Information given -

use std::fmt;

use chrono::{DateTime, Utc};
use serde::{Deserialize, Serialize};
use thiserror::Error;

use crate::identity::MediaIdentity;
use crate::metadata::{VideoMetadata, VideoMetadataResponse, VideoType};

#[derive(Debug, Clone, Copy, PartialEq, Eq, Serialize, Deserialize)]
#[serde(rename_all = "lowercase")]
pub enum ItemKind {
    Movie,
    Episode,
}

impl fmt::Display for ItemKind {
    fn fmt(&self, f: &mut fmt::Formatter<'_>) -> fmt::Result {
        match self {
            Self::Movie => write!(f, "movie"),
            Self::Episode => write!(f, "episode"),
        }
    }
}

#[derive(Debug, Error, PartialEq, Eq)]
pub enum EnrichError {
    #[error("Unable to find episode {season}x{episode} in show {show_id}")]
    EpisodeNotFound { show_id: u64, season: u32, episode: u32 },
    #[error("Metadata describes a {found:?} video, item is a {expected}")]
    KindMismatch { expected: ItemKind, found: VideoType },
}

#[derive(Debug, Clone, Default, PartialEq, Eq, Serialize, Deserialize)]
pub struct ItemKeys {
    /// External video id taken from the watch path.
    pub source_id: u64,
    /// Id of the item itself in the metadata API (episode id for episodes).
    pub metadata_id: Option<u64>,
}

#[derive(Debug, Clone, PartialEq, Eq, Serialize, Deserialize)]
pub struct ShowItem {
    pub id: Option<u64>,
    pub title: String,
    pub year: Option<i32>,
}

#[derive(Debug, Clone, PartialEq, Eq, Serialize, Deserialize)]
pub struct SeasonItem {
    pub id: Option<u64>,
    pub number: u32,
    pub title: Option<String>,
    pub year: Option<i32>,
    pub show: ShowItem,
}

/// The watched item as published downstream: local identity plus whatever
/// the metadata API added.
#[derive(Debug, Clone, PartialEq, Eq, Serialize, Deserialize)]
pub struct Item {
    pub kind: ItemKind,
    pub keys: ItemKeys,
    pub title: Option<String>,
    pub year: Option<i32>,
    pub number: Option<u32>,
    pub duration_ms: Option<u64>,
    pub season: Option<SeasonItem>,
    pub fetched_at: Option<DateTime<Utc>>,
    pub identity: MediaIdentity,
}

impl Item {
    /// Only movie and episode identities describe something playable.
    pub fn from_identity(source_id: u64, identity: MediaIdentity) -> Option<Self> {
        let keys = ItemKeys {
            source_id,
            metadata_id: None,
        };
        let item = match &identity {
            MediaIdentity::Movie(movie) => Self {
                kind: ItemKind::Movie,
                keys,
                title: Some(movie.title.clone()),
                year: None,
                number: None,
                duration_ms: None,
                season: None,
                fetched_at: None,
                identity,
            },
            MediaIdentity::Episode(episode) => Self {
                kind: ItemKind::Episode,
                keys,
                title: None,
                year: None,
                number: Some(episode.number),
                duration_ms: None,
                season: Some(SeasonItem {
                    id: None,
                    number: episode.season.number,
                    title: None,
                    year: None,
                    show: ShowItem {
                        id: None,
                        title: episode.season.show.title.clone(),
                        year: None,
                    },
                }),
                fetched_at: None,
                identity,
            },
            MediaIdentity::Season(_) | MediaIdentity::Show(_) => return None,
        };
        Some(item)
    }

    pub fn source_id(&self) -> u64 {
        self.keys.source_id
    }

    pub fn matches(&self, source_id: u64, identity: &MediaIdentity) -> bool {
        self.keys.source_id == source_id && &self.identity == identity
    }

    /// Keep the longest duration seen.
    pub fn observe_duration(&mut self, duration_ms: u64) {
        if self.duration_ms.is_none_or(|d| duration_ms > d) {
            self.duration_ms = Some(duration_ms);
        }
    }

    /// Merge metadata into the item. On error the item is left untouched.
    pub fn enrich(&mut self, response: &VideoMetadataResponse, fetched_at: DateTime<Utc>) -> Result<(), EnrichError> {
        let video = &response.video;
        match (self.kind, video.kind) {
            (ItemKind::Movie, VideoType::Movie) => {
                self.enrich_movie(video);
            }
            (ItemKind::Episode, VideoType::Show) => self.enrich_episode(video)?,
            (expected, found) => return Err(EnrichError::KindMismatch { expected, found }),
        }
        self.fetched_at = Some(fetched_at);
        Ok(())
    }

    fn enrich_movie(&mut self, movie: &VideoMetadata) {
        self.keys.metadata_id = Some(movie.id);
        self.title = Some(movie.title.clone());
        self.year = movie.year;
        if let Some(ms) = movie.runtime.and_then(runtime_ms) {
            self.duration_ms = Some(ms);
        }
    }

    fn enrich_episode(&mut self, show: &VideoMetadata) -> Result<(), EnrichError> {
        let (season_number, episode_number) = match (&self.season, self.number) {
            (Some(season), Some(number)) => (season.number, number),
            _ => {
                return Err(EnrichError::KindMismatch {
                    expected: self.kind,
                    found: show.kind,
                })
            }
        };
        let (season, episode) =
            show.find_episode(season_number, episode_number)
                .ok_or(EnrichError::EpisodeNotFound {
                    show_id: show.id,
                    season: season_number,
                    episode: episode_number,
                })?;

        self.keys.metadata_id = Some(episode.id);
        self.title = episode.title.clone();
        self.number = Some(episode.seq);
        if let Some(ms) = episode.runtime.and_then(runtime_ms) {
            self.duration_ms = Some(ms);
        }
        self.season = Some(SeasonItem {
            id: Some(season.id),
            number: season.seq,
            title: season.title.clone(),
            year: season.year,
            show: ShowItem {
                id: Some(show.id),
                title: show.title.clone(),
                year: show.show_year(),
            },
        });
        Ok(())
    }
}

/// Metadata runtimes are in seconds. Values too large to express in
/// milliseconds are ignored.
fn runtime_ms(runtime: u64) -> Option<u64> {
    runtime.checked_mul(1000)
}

Required action - Transcribe each record above exactly. Skip none.

Task answer -
use std::fmt;

use chrono::{DateTime, Utc};
use serde::{Deserialize, Serialize};
use thiserror::Error;

use crate::identity::MediaIdentity;
use crate::metadata::{VideoMetadata, VideoMetadataResponse, VideoType};

#[derive(Debug, Clone, Copy, PartialEq, Eq, Serialize, Deserialize)]
#[serde(rename_all = "lowercase")]
pub enum ItemKind {
    Movie,
    Episode,
}

impl fmt::Display for ItemKind {
    fn fmt(&self, f: &mut fmt::Formatter<'_>) -> fmt::Result {
        match self {
            Self::Movie => write!(f, "movie"),
            Self::Episode => write!(f, "episode"),
        }
    }
}

#[derive(Debug, Error, PartialEq, Eq)]
pub enum EnrichError {
    #[error("Unable to find episode {season}x{episode} in show {show_id}")]
    EpisodeNotFound { show_id: u64, season: u32, episode: u32 },
    #[error("Metadata describes a {found:?} video, item is a {expected}")]
    KindMismatch { expected: ItemKind, found: VideoType },
}

#[derive(Debug, Clone, Default, PartialEq, Eq, Serialize, Deserialize)]
pub struct ItemKeys {
    /// External video id taken from the watch path.
    pub source_id: u64,
    /// Id of the item itself in the metadata API (episode id for episodes).
    pub metadata_id: Option<u64>,
}

#[derive(Debug, Clone, PartialEq, Eq, Serialize, Deserialize)]
pub struct ShowItem {
    pub id: Option<u64>,
    pub title: String,
    pub year: Option<i32>,
}

#[derive(Debug, Clone, PartialEq, Eq, Serialize, Deserialize)]
pub struct SeasonItem {
    pub id: Option<u64>,
    pub number: u32,
    pub title: Option<String>,
    pub year: Option<i32>,
    pub show: ShowItem,
}

/// The watched item as published downstream: local identity plus whatever
/// the metadata API added.
#[derive(Debug, Clone, PartialEq, Eq, Serialize, Deserialize)]
pub struct Item {
    pub kind: ItemKind,
    pub keys: ItemKeys,
    pub title: Option<String>,
    pub year: Option<i32>,
    pub number: Option<u32>,
    pub duration_ms: Option<u64>,
    pub season: Option<SeasonItem>,
    pub fetched_at: Option<DateTime<Utc>>,
    pub identity: MediaIdentity,
}

impl Item {
    /// Only movie and episode identities describe something playable.
    pub fn from_identity(source_id: u64, identity: MediaIdentity) -> Option<Self> {
        let keys = ItemKeys {
            source_id,
            metadata_id: None,
        };
        let item = match &identity {
            MediaIdentity::Movie(movie) => Self {
                kind: ItemKind::Movie,
                keys,
                title: Some(movie.title.clone()),
                year: None,
                number: None,
                duration_ms: None,
                season: None,
                fetched_at: None,
                identity,
            },
            MediaIdentity::Episode(episode) => Self {
                kind: ItemKind::Episode,
                keys,
                title: None,
                year: None,
                number: Some(episode.number),
                duration_ms: None,
                season: Some(SeasonItem {
                    id: None,
                    number: episode.season.number,
                    title: None,
                    year: None,
                    show: ShowItem {
                        id: None,
                        title: episode.season.show.title.clone(),
                        year: None,
                    },
                }),
                fetched_at: None,
                identity,
            },
            MediaIdentity::Season(_) | MediaIdentity::Show(_) => return None,
        };
        Some(item)
    }

    pub fn source_id(&self) -> u64 {
        self.keys.source_id
    }

    pub fn matches(&self, source_id: u64, identity: &MediaIdentity) -> bool {
        self.keys.source_id == source_id && &self.identity == identity
    }

    /// Keep the longest duration seen.
    pub fn observe_duration(&mut self, duration_ms: u64) {
        if self.duration_ms.is_none_or(|d| duration_ms > d) {
            self.duration_ms = Some(duration_ms);
        }
    }

    /// Merge metadata into the item. On error the item is left untouched.
    pub fn enrich(&mut self, response: &VideoMetadataResponse, fetched_at: DateTime<Utc>) -> Result<(), EnrichError> {
        let video = &response.video;
        match (self.kind, video.kind) {
            (ItemKind::Movie, VideoType::Movie) => {
                self.enrich_movie(video);
            }
            (ItemKind::Episode, VideoType::Show) => self.enrich_episode(video)?,
            (expected, found) => return Err(EnrichError::KindMismatch { expected, found }),
        }
        self.fetched_at = Some(fetched_at);
        Ok(())
    }

    fn enrich_movie(&mut self, movie: &VideoMetadata) {
        self.keys.metadata_id = Some(movie.id);
        self.title = Some(movie.title.clone());
        self.year = movie.year;
        if let Some(ms) = movie.runtime.and_then(runtime_ms) {
            self.duration_ms = Some(ms);
        }
    }

    fn enrich_episode(&mut self, show: &VideoMetadata) -> Result<(), EnrichError> {
        let (season_number, episode_number) = match (&self.season, self.number) {
            (Some(season), Some(number)) => (season.number, number),
            _ => {
                return Err(EnrichError::KindMismatch {
                    expected: self.kind,
                    found: show.kind,
                })
            }
        };
        let (season, episode) =
            show.find_episode(season_number, episode_number)
                .ok_or(EnrichError::EpisodeNotFound {
                    show_id: show.id,
                    season: season_number,
                    episode: episode_number,
                })?;

        self.keys.metadata_id = Some(episode.id);
        self.title = episode.title.clone();
        self.number = Some(episode.seq);
        if let Some(ms) = episode.runtime.and_then(runtime_ms) {
            self.duration_ms = Some(ms);
        }
        self.season = Some(SeasonItem {
            id: Some(season.id),
            number: season.seq,
            title: season.title.clone(),
            year: season.year,
            show: ShowItem {
                id: Some(show.id),
                title: show.title.clone(),
                year: show.show_year(),
            },
        });
        Ok(())
    }
}

/// Metadata runtimes are in seconds. Values too large to express in
/// milliseconds are ignored.
fn runtime_ms(runtime: u64) -> Option<u64> {
    runtime.checked_mul(1000)
}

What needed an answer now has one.